**Supplied records**
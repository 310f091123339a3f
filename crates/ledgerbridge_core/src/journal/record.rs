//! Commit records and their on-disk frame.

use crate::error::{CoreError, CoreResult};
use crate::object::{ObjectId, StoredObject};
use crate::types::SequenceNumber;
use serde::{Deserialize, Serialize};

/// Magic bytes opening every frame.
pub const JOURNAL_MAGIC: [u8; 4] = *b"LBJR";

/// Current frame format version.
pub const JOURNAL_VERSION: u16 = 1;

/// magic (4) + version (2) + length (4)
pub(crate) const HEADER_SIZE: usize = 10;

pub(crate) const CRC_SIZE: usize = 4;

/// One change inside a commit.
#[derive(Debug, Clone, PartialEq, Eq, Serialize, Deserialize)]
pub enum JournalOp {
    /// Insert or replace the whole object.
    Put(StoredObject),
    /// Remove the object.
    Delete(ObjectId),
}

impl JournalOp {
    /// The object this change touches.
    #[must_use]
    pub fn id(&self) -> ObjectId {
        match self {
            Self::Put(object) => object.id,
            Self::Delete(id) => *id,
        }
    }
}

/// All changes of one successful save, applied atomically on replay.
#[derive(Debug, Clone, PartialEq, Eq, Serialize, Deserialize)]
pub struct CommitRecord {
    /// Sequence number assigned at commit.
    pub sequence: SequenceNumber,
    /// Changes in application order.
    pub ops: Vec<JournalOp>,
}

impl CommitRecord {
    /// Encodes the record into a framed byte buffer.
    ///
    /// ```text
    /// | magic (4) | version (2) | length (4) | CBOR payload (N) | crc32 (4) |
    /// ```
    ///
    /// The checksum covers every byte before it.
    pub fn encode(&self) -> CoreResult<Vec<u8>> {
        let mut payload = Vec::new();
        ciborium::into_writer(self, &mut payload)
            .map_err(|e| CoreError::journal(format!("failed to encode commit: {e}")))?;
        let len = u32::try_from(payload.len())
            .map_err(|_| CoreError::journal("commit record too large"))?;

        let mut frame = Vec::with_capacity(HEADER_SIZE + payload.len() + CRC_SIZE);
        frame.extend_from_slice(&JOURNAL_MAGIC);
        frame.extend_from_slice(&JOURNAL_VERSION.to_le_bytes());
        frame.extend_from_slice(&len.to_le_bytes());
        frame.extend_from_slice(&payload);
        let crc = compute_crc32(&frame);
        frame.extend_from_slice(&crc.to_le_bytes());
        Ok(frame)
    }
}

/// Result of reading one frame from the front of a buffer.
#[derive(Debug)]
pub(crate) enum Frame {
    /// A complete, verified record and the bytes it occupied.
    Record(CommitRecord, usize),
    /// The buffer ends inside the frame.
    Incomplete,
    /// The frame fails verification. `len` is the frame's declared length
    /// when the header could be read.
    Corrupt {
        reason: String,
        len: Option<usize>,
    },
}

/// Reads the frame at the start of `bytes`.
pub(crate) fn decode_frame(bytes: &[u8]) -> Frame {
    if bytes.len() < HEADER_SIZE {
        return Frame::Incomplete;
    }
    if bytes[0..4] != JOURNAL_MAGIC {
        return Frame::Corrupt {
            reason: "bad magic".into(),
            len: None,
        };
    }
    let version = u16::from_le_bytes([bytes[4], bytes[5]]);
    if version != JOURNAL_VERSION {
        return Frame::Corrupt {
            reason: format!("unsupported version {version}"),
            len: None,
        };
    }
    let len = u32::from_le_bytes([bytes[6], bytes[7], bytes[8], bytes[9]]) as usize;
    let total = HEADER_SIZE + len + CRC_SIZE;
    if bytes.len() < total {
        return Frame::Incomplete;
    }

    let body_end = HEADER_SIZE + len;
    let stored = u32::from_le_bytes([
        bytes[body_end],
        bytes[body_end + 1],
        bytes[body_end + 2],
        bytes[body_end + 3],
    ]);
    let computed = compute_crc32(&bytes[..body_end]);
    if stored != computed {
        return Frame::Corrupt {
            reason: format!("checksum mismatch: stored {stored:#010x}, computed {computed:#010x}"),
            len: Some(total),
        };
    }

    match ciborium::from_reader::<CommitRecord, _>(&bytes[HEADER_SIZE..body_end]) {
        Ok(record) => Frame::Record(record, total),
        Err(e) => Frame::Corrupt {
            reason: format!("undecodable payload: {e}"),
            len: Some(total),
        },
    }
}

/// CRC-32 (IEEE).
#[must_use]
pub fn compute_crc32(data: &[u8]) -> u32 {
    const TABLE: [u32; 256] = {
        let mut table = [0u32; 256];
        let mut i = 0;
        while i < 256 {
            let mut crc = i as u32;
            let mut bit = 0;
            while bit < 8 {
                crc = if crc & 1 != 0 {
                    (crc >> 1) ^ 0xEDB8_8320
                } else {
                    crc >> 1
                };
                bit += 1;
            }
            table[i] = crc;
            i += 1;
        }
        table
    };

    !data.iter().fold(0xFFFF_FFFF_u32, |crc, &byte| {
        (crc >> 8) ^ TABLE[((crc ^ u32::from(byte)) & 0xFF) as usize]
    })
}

**Task description**
Each of the records is to be written out again exactly.

**Answer section**
repository 310f091123339a3f
filename crates/ledgerbridge_core/src/journal/record.rs
//! Commit records and their on-disk frame.

use crate::error::{CoreError, CoreResult};
use crate::object::{ObjectId, StoredObject};
use crate::types::SequenceNumber;
use serde::{Deserialize, Serialize};

/// Magic bytes opening every frame.
pub const JOURNAL_MAGIC: [u8; 4] = *b"LBJR";

/// Current frame format version.
pub const JOURNAL_VERSION: u16 = 1;

/// magic (4) + version (2) + length (4)
pub(crate) const HEADER_SIZE: usize = 10;

pub(crate) const CRC_SIZE: usize = 4;

/// One change inside a commit.
#[derive(Debug, Clone, PartialEq, Eq, Serialize, Deserialize)]
pub enum JournalOp {
    /// Insert or replace the whole object.
    Put(StoredObject),
    /// Remove the object.
    Delete(ObjectId),
}

impl JournalOp {
    /// The object this change touches.
    #[must_use]
    pub fn id(&self) -> ObjectId {
        match self {
            Self::Put(object) => object.id,
            Self::Delete(id) => *id,
        }
    }
}

/// All changes of one successful save, applied atomically on replay.
#[derive(Debug, Clone, PartialEq, Eq, Serialize, Deserialize)]
pub struct CommitRecord {
    /// Sequence number assigned at commit.
    pub sequence: SequenceNumber,
    /// Changes in application order.
    pub ops: Vec<JournalOp>,
}

impl CommitRecord {
    /// Encodes the record into a framed byte buffer.
    ///
    /// ```text
    /// | magic (4) | version (2) | length (4) | CBOR payload (N) | crc32 (4) |
    /// ```
    ///
    /// The checksum covers every byte before it.
    pub fn encode(&self) -> CoreResult<Vec<u8>> {
        let mut payload = Vec::new();
        ciborium::into_writer(self, &mut payload)
            .map_err(|e| CoreError::journal(format!("failed to encode commit: {e}")))?;
        let len = u32::try_from(payload.len())
            .map_err(|_| CoreError::journal("commit record too large"))?;

        let mut frame = Vec::with_capacity(HEADER_SIZE + payload.len() + CRC_SIZE);
        frame.extend_from_slice(&JOURNAL_MAGIC);
        frame.extend_from_slice(&JOURNAL_VERSION.to_le_bytes());
        frame.extend_from_slice(&len.to_le_bytes());
        frame.extend_from_slice(&payload);
        let crc = compute_crc32(&frame);
        frame.extend_from_slice(&crc.to_le_bytes());
        Ok(frame)
    }
}

/// Result of reading one frame from the front of a buffer.
#[derive(Debug)]
pub(crate) enum Frame {
    /// A complete, verified record and the bytes it occupied.
    Record(CommitRecord, usize),
    /// The buffer ends inside the frame.
    Incomplete,
    /// The frame fails verification. `len` is the frame's declared length
    /// when the header could be read.
    Corrupt {
        reason: String,
        len: Option<usize>,
    },
}

/// Reads the frame at the start of `bytes`.
pub(crate) fn decode_frame(bytes: &[u8]) -> Frame {
    if bytes.len() < HEADER_SIZE {
        return Frame::Incomplete;
    }
    if bytes[0..4] != JOURNAL_MAGIC {
        return Frame::Corrupt {
            reason: "bad magic".into(),
            len: None,
        };
    }
    let version = u16::from_le_bytes([bytes[4], bytes[5]]);
    if version != JOURNAL_VERSION {
        return Frame::Corrupt {
            reason: format!("unsupported version {version}"),
            len: None,
        };
    }
    let len = u32::from_le_bytes([bytes[6], bytes[7], bytes[8], bytes[9]]) as usize;
    let total = HEADER_SIZE + len + CRC_SIZE;
    if bytes.len() < total {
        return Frame::Incomplete;
    }

    let body_end = HEADER_SIZE + len;
    let stored = u32::from_le_bytes([
        bytes[body_end],
        bytes[body_end + 1],
        bytes[body_end + 2],
        bytes[body_end + 3],
    ]);
    let computed = compute_crc32(&bytes[..body_end]);
    if stored != computed {
        return Frame::Corrupt {
            reason: format!("checksum mismatch: stored {stored:#010x}, computed {computed:#010x}"),
            len: Some(total),
        };
    }

    match ciborium::from_reader::<CommitRecord, _>(&bytes[HEADER_SIZE..body_end]) {
        Ok(record) => Frame::Record(record, total),
        Err(e) => Frame::Corrupt {
            reason: format!("undecodable payload: {e}"),
            len: Some(total),
        },
    }
}

/// CRC-32 (IEEE).
#[must_use]
pub fn compute_crc32(data: &[u8]) -> u32 {
    const TABLE: [u32; 256] = {
        let mut table = [0u32; 256];
        let mut i = 0;
        while i < 256 {
            let mut crc = i as u32;
            let mut bit = 0;
            while bit < 8 {
                crc = if crc & 1 != 0 {
                    (crc >> 1) ^ 0xEDB8_8320
                } else {
                    crc >> 1
                };
                bit += 1;
            }
            table[i] = crc;
            i += 1;
        }
        table
    };

    !data.iter().fold(0xFFFF_FFFF_u32, |crc, &byte| {
        (crc >> 8) ^ TABLE[((crc ^ u32::from(byte)) & 0xFF) as usize]
    })
}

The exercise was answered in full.